Cop 30
GIORNO 3. Belém ha l’energia: questa Cop può davvero fare la storia
Belém, 13 novembre 2025
Ieri si è sentito forte: questa Cop potrebbe davvero essere storica. Non solo nei testi, ma fuori dai padiglioni. Si è tornati a manifestare liberamente intorno alla conferenza, l’ultimo ricordo è della Cop 26, segno di uno spazio pubblico riaperto dopo anni di summit ospitati in Paesi che non rendevano facile manifestare.
Nel frattempo è arrivata la flotilla indigena: barche, comunità, amministratori, movimenti che hanno percorso il Rio delle Amazzoni, in un’iniziativa che ha riunito circa 60 organizzazioni indigene non solo della Panamazzonia, ma anche del resto del Continente. Il gruppo ha completato un viaggio fluviale di oltre 3mila chilometri, iniziato a Puerto Francisco de Orellana (Ecuador), e proseguito attraverso il Perù e il Brasile, con l’obiettivo di consegnare un messaggio ai leader mondiali che parteciperanno alla Cop 30. La flotilla porta a Belém tre richieste principali: fermare ogni nuova esplorazione petrolifera e di gas in Amazzonia; garantire la protezione integrale dei popoli indigeni in isolamento; creare un fondo climatico globale, diretto e trasparente, che riconosca i popoli indigeni come partner strategici nell’azione per il clima. La prospettiva è quella di mettere l’Amazzonia al centro della lotta per la giustizia climatica ed esigere la fine dell’uso e dello sfruttamento dei combustibili fossili.
Dietro le quinte, la presidenza è al lavoro notte e giorno su una cover decision, cioè il testo politico finale, che, già al terzo giorno, esiste in bozza. L’obiettivo non è piccolo: un nuovo mandato politico sotto l’Accordo di Parigi con roadmap, date e scadenze per un’uscita graduale e ordinata dai fossili entro un decennio, allineata a scienza e obiettivi di Parigi e facendo leva sul testo del Global Stocktake 2023. Il linguaggio ruota attorno alla giusta transizione e al ruolo della scienza.

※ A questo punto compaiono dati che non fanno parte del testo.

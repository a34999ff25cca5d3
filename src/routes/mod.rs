//! API route handlers

pub mod bookmarks;
pub mod health;
pub mod remote;
pub mod sync;

use axum::{routing::get, Router};
use tower_http::cors::{Any, CorsLayer};
use tower_http::trace::TraceLayer;

use crate::state::AppState;

/// Build the full application router
pub fn app(state: AppState) -> Router {
    let cors = CorsLayer::new()
        .allow_origin(Any)
        .allow_methods(Any)
        .allow_headers(Any);

    Router::new()
        .route("/health", get(health::health_check))
        .nest("/api/v1/health", health::router())
        .nest("/api/v1/bookmarks", bookmarks::router())
        .nest("/api/v1/remote", remote::router())
        .nest("/api/v1/sync", sync::router())
        .layer(TraceLayer::new_for_http())
        .layer(cors)
        .with_state(state)
}
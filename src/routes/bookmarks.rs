//! Local bookmark collection API routes

use axum::{
    extract::{Query, State},
    routing::{get, post},
    Json, Router,
};
use chrono::Utc;
use serde::{Deserialize, Serialize};

use crate::db::BookmarkRepository;
use crate::error::{AppError, Result};
use crate::state::AppState;
use crate::sync::{is_valid_bookmark_url, BookmarksData, DeleteActionType};

/// Create the bookmarks router
pub fn router() -> Router<AppState> {
    Router::new()
        .route(
            "/",
            get(list_bookmarks)
                .put(upsert_bookmarks)
                .delete(delete_bookmarks),
        )
        .route("/restore", post(restore_bookmarks))
}

/// A list of bookmark URLs
#[derive(Debug, Deserialize)]
pub struct UrlList {
    pub urls: Vec<String>,
}

#[derive(Debug, Default, Deserialize)]
pub struct DeleteParams {
    /// Remove rows instead of writing tombstones
    #[serde(default)]
    pub purge: bool,
}

/// Number of bookmarks a write touched
#[derive(Debug, Serialize, Deserialize)]
pub struct WriteResponse {
    pub affected: u64,
}

/// List all bookmarks
async fn list_bookmarks(State(state): State<AppState>) -> Result<Json<BookmarksData>> {
    let repo = BookmarkRepository::new(state.db());
    Ok(Json(repo.list().await?))
}

/// Insert or replace bookmarks
async fn upsert_bookmarks(
    State(state): State<AppState>,
    Json(records): Json<BookmarksData>,
) -> Result<Json<WriteResponse>> {
    let invalid: Vec<&str> = records
        .keys()
        .map(String::as_str)
        .filter(|url| !is_valid_bookmark_url(url))
        .collect();
    if !invalid.is_empty() {
        return Err(AppError::BadRequest(format!(
            "Invalid bookmark URLs: {}",
            invalid.join(", ")
        )));
    }

    let repo = BookmarkRepository::new(state.db());
    repo.save_all(&records).await?;
    Ok(Json(WriteResponse {
        affected: records.len() as u64,
    }))
}

/// Delete bookmarks, as tombstones unless `purge` is set
async fn delete_bookmarks(
    State(state): State<AppState>,
    Query(params): Query<DeleteParams>,
    Json(list): Json<UrlList>,
) -> Result<Json<WriteResponse>> {
    let repo = BookmarkRepository::new(state.db());

    if params.purge {
        let affected = repo.remove_all(&list.urls).await?;
        return Ok(Json(WriteResponse { affected }));
    }

    let action_type = if list.urls.len() > 1 {
        DeleteActionType::BatchDelete
    } else {
        DeleteActionType::Delete
    };
    let now = Utc::now().timestamp_millis();

    let mut tombstones = BookmarksData::new();
    for url in &list.urls {
        if let Some(mut record) = repo.get(url).await? {
            record.mark_deleted(action_type, now);
            tombstones.insert(url.clone(), record);
        }
    }
    repo.save_all(&tombstones).await?;

    Ok(Json(WriteResponse {
        affected: tombstones.len() as u64,
    }))
}

/// Undo soft deletions
async fn restore_bookmarks(
    State(state): State<AppState>,
    Json(list): Json<UrlList>,
) -> Result<Json<WriteResponse>> {
    let repo = BookmarkRepository::new(state.db());
    let now = Utc::now().timestamp_millis();

    let mut restored = BookmarksData::new();
    for url in &list.urls {
        if let Some(mut record) = repo.get(url).await? {
            if record.is_deleted() {
                record.restore(now);
                restored.insert(url.clone(), record);
            }
        }
    }
    repo.save_all(&restored).await?;

    Ok(Json(WriteResponse {
        affected: restored.len() as u64,
    }))
}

Altro da sapere sui negoziati?
- La Baku to Belém Roadmap è, in pratica, il piano di percorso su come i Paesi dovrebbero organizzarsi per trovare e mobilitare i soldi necessari alla finanza climatica nei prossimi anni. Sarà discussa sabato. Alcuni Paesi vogliono che a guidarla ci sia anche un coinvolgimento diretto dei ministri delle Cop 29 e 30, così da arrivare già a Belém con proposte operative concrete. Parte dei Paesi sviluppati però frena, mentre il G77 ricorda che senza una vera implementazione la roadmap rischia di rimanere solo sulla carta e non colmare il divario finanziario legato al nuovo obiettivo globale di finanza (Ncqg). Sul tavolo c’è anche la richiesta dei Paesi meno sviluppati di triplicare i fondi per l’adattamento, arrivando a circa 120 miliardi di dollari l’anno entro il 2030: per alcuni donatori significherebbe riaprire negoziati delicati, ma per i più vulnerabili è l’unico modo per dare sostanza al Global Goal on Adaptation.
- Transizione equa: il G77 (134 Paesi + Cina) propone un Just Transition Mechanism. In parallelo cresce una convergenza – tra Paesi in via di sviluppo e sviluppati – sulla necessità di criteri sociali e ambientali nella catena dei minerali critici, perché “decarbonizzare” non può voler dire spostare ingiustizie altrove.
- Roadmap di uscita dai fossili e stop alla deforestazione: il presidente della Cop, Correa do Lago, ha dichiarato che: “non è un punto in agenda” e “non è stato formalmente sollevato alla Cop”. Il dibattito si sposta così sul piano politico più che su quello tecnico dell’agenda.
Belém con la Cop 30 respira democrazia e conflitto e questa ambivalenza sta tenendo vivo il negoziato. Se la scommessa della cover decision reggerà, la Cop 30 può davvero “spostare l’asticella”: una tabella di marcia credibile su fossili e giusta transizione, mentre adattamento e finanza escono dalla retorica e diventano compiti datati.